A: Tom Parker built Greenville’s first public library, the Phyllis Wheatley Center, and the Salvation Army Hospital [today called St. Francis Hospital]. The Woodsides built the Woodside building, four banks and the Poinsett Hotel. The Poinsett Club was Lewis Parker’s house.”
Q: What was it like for people who lived in the mill villages?
A: The presidents took care of their people because their people were money. I talked to Annie Epps, who grew up in Union Bleachery mill village, and she said to me, “You have to understand, Don, we didn’t know we were poor. We had everything we ever wanted. We had our houses, our gardens, our churches, our entertainment, baseball, basketball, football, community service. … We couldn’t ask for anything more. A lot of us were starving on the farms and in the mountains. It wasn’t until the big mills came in and they sold the villages that we noticed we were poor.” I’ve never heard one person who worked in the mill ever say a bad thing about the mills. Even today, retired, they talk about with pride the fact that they worked in the mill.
Q: How does the history of the mills impact Greenville today?
A: Textiles are alive and active. Three [of Greenville’s] mills are still working today.
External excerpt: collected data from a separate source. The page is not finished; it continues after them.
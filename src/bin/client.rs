//! `rtcache-client`: polls an origin through the caching transport, clearing
//! the cache periodically, until SIGTERM/SIGHUP/Ctrl-C.

use std::path::PathBuf;
use std::sync::Arc;

use clap::Parser;
use rtcache::background::{ConfigError, Scheduler, SchedulerConfig, shutdown_signal};
use rtcache::cache::KeyPolicy;
use rtcache::http::Request;
use rtcache::transport::CachingTransport;
use serde::Deserialize;
use thiserror::Error;
use tracing::{error, info};
use tracing_subscriber::EnvFilter;

#[derive(Parser)]
#[command(
    version,
    about = "Poll an HTTP endpoint through a self-invalidating response cache"
)]
struct CliArgs {
    /// URL to request on every tick
    #[arg(long)]
    url: Option<String>,

    /// Milliseconds between requests
    #[arg(long)]
    request_interval_ms: Option<u64>,

    /// Milliseconds between cache clears (must exceed the request interval)
    #[arg(long)]
    clear_interval_ms: Option<u64>,

    /// Overall per-request timeout in milliseconds
    #[arg(long)]
    timeout_ms: Option<u64>,

    /// Cache key policy: "url" or "method-and-url"
    #[arg(long)]
    key_policy: Option<KeyPolicy>,

    /// JSON config file; explicit flags take precedence
    #[arg(short, long)]
    config: Option<PathBuf>,

    /// Enable debug logging
    #[arg(short, long)]
    verbose: bool,
}

/// Shape of the optional JSON config file.
#[derive(Debug, Default, Deserialize)]
struct FileConfig {
    url: Option<String>,
    key_policy: Option<KeyPolicy>,
    #[serde(flatten)]
    scheduler: SchedulerConfig,
}

#[derive(Debug, Error)]
enum AppError {
    #[error("failed to read config {path}: {source}")]
    ReadConfig {
        path: PathBuf,
        #[source]
        source: std::io::Error,
    },

    #[error("invalid config file: {0}")]
    ParseConfig(#[from] serde_json::Error),

    #[error(transparent)]
    Config(#[from] ConfigError),

    #[error("invalid URL: {0}")]
    Url(#[from] url::ParseError),

    #[error("failed to initialize logging: {0}")]
    Logging(String),
}

const DEFAULT_URL: &str = "http://localhost:8000/";

fn main() {
    if let Err(e) = bootstrap() {
        eprintln!("Error: {e}");
        std::process::exit(1);
    }
}

#[tokio::main]
async fn bootstrap() -> Result<(), AppError> {
    let args = CliArgs::parse();
    init_logging(args.verbose)?;

    let file = match &args.config {
        Some(path) => {
            let raw = std::fs::read_to_string(path).map_err(|source| AppError::ReadConfig {
                path: path.clone(),
                source,
            })?;
            serde_json::from_str(&raw)?
        }
        None => FileConfig::default(),
    };

    let mut config = file.scheduler;
    if let Some(ms) = args.request_interval_ms {
        config.request_interval_ms = ms;
    }
    if let Some(ms) = args.clear_interval_ms {
        config.clear_interval_ms = ms;
    }
    if let Some(ms) = args.timeout_ms {
        config.request_timeout_ms = ms;
    }
    let key_policy = args.key_policy.or(file.key_policy).unwrap_or_default();
    let url = args.url.or(file.url).unwrap_or_else(|| DEFAULT_URL.to_owned());

    let request = Request::get(&url)?;
    let transport = Arc::new(CachingTransport::http().with_key_policy(key_policy));
    let mut scheduler = Scheduler::new(Arc::clone(&transport), request, config)?;

    let summary = scheduler.run(shutdown_signal()).await;
    let stats = transport.stats();
    info!(
        requests = summary.requests,
        failures = summary.failures,
        clears = summary.clears,
        hits = stats.hits,
        misses = stats.misses,
        "client finished"
    );
    if summary.requests > 0 && summary.failures == summary.requests {
        error!(%url, "every request failed; is the origin running?");
    }
    Ok(())
}

fn init_logging(verbose: bool) -> Result<(), AppError> {
    let default_level = if verbose { "debug" } else { "info" };
    let filter =
        EnvFilter::try_from_default_env().unwrap_or_else(|_| EnvFilter::new(default_level));
    tracing_subscriber::fmt()
        .with_env_filter(filter)
        .try_init()
        .map_err(|e| AppError::Logging(e.to_string()))
}
//! Response body: either fully buffered bytes or a read-once byte stream.

use std::fmt;
use std::io;
use std::pin::Pin;
use std::task::{Context, Poll};

use bytes::{Buf, Bytes};
use tokio::io::{AsyncRead, AsyncReadExt, ReadBuf};

/// An HTTP message body.
///
/// A body coming off the network is a stream that can be read exactly once.
/// [`Body::collect`] drains it into memory. A body built from bytes is
/// already buffered. Either kind implements [`AsyncRead`], so callers consume
/// them the same way.
///
/// # Examples
///
/// ```
/// # #[tokio::main(flavor = "current_thread")]
/// # async fn main() -> std::io::Result<()> {
/// use rtcache::http::Body;
///
/// let body = Body::from_reader(std::io::Cursor::new(b"streamed".to_vec()));
/// assert!(body.as_bytes().is_none());
/// assert_eq!(body.collect().await?, "streamed");
/// # Ok(())
/// # }
/// ```
pub struct Body {
    kind: Kind,
}

enum Kind {
    Full(Bytes),
    Stream(Pin<Box<dyn AsyncRead + Send>>),
}

impl Body {
    pub fn empty() -> Self {
        Self {
            kind: Kind::Full(Bytes::new()),
        }
    }

    /// Wraps a reader whose bytes will be produced lazily.
    pub fn from_reader<R>(reader: R) -> Self
    where
        R: AsyncRead + Send + 'static,
    {
        Self {
            kind: Kind::Stream(Box::pin(reader)),
        }
    }

    /// Returns the buffered bytes, or `None` if the body is still a stream.
    pub fn as_bytes(&self) -> Option<&Bytes> {
        match &self.kind {
            Kind::Full(bytes) => Some(bytes),
            Kind::Stream(_) => None,
        }
    }

    /// Reads the remaining body into memory.
    ///
    /// # Errors
    ///
    /// Returns any I/O error raised by the underlying stream. The stream is
    /// consumed either way.
    pub async fn collect(self) -> io::Result<Bytes> {
        match self.kind {
            Kind::Full(bytes) => Ok(bytes),
            Kind::Stream(mut reader) => {
                let mut buf = Vec::new();
                reader.read_to_end(&mut buf).await?;
                Ok(Bytes::from(buf))
            }
        }
    }
}

impl Default for Body {
    fn default() -> Self {
        Self::empty()
    }
}

impl From<Bytes> for Body {
    fn from(bytes: Bytes) -> Self {
        Self {
            kind: Kind::Full(bytes),
        }
    }
}

impl From<Vec<u8>> for Body {
    fn from(bytes: Vec<u8>) -> Self {
        Bytes::from(bytes).into()
    }
}

impl From<String> for Body {
    fn from(text: String) -> Self {
        Bytes::from(text).into()
    }
}

impl From<&'static str> for Body {
    fn from(text: &'static str) -> Self {
        Bytes::from_static(text.as_bytes()).into()
    }
}

impl AsyncRead for Body {
    fn poll_read(
        self: Pin<&mut Self>,
        cx: &mut Context<'_>,
        buf: &mut ReadBuf<'_>,
    ) -> Poll<io::Result<()>> {
        match &mut self.get_mut().kind {
            Kind::Full(bytes) => {
                let n = bytes.len().min(buf.remaining());
                buf.put_slice(&bytes[..n]);
                bytes.advance(n);
                Poll::Ready(Ok(()))
            }
            Kind::Stream(reader) => reader.as_mut().poll_read(cx, buf),
        }
    }
}

impl fmt::Debug for Body {
    fn fmt(&self, f: &mut fmt::Formatter<'_>) -> fmt::Result {
        match &self.kind {
            Kind::Full(bytes) => f.debug_tuple("Body::Full").field(&bytes.len()).finish(),
            Kind::Stream(_) => f.write_str("Body::Stream"),
        }
    }
}
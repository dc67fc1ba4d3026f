//! Request issuing with an overall deadline.
//!
//! Transports leave timing to their caller. [`Client`] bounds the whole
//! exchange, including reading the response body, by one timeout.

use std::sync::Arc;
use std::time::Duration;

use crate::Result;
use crate::http::{Body, Request, Response};
use crate::transport::{Transport, TransportError};

/// Sends requests through a shared [`Transport`] under a deadline.
///
/// Responses come back fully buffered, so once `send` returns no further
/// network I/O happens.
///
/// # Examples
///
/// ```rust,no_run
/// use std::sync::Arc;
/// use std::time::Duration;
/// use rtcache::client::Client;
/// use rtcache::http::Request;
/// use rtcache::transport::{CachingTransport, TransportError};
///
/// # async fn demo() -> rtcache::Result<()> {
/// let client = Client::new(Arc::new(CachingTransport::http())).timeout(Duration::from_secs(2));
/// let response = client.send(&Request::get("http://localhost:8000/").expect("valid url")).await?;
/// println!("{:?}", response.bytes().await.map_err(TransportError::Io)?);
/// # Ok(())
/// # }
/// ```
#[derive(Clone)]
pub struct Client {
    transport: Arc<dyn Transport>,
    timeout: Duration,
}

impl Client {
    /// Default overall deadline per request.
    pub const DEFAULT_TIMEOUT: Duration = Duration::from_secs(5);

    pub fn new(transport: Arc<dyn Transport>) -> Self {
        Self {
            transport,
            timeout: Self::DEFAULT_TIMEOUT,
        }
    }

    #[must_use]
    pub fn timeout(mut self, timeout: Duration) -> Self {
        self.timeout = timeout;
        self
    }

    /// Performs the round trip and buffers the body.
    ///
    /// # Errors
    ///
    /// - [`TransportError::Timeout`] if the deadline passes first. An
    ///   in-progress cache capture is abandoned and nothing is stored.
    /// - [`TransportError::Io`] if reading the body fails.
    /// - Whatever the transport returns.
    pub async fn send(&self, request: &Request) -> Result<Response> {
        let exchange = async {
            let response = self.transport.round_trip(request).await?;
            let (parts, body) = response.into_parts();
            let body = body.collect().await.map_err(TransportError::Io)?;
            Ok::<_, crate::Error>(Response::from_parts(parts, Body::from(body)))
        };

        tokio::time::timeout(self.timeout, exchange)
            .await
            .map_err(|_| TransportError::Timeout(self.timeout))?
    }
}

#[cfg(test)]
mod tests {
    use super::*;
    use crate::Error;
    use crate::http::StatusCode;
    use crate::transport::BoxFuture;

    struct Delayed(Duration);

    impl Transport for Delayed {
        fn round_trip<'a>(&'a self, _: &'a Request) -> BoxFuture<'a, Result<Response>> {
            Box::pin(async move {
                tokio::time::sleep(self.0).await;
                Ok(Response::new(StatusCode::OK).body(Body::from_reader(std::io::Cursor::new(
                    b"late".to_vec(),
                ))))
            })
        }
    }

    #[tokio::test]
    async fn buffers_body_within_deadline() {
        let client = Client::new(Arc::new(Delayed(Duration::ZERO)));
        let response = client
            .send(&Request::get("http://localhost/").unwrap())
            .await
            .unwrap();
        let body = response.into_body();
        assert_eq!(body.as_bytes().map(|b| b.to_vec()), Some(b"late".to_vec()));
    }

    #[tokio::test]
    async fn slow_transport_times_out() {
        let client = Client::new(Arc::new(Delayed(Duration::from_secs(10))))
            .timeout(Duration::from_millis(20));
        let err = client
            .send(&Request::get("http://localhost/").unwrap())
            .await
            .unwrap_err();
        assert!(matches!(err, Error::Transport(TransportError::Timeout(d)) if d == Duration::from_millis(20)));
    }
}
Milliken is still functioning because they specialized and modernized. [Most of] these mills have been repurposed. The idea of adaptive reuse [has impacted] Woodside and Brandon Mill. Fifteen years ago they were all empty. Now everyone wants to come out here. The story is that people are fascinated with the textile history.
The 57-minute documentary, “Building an Empire: the Textile Center of the World,” can be downloaded for free at TextileEmpire.com. Koonce also provided 1,000 DVD copies to the Upcountry History Museum, where they can be purchased for a small donation that goes toward the museum.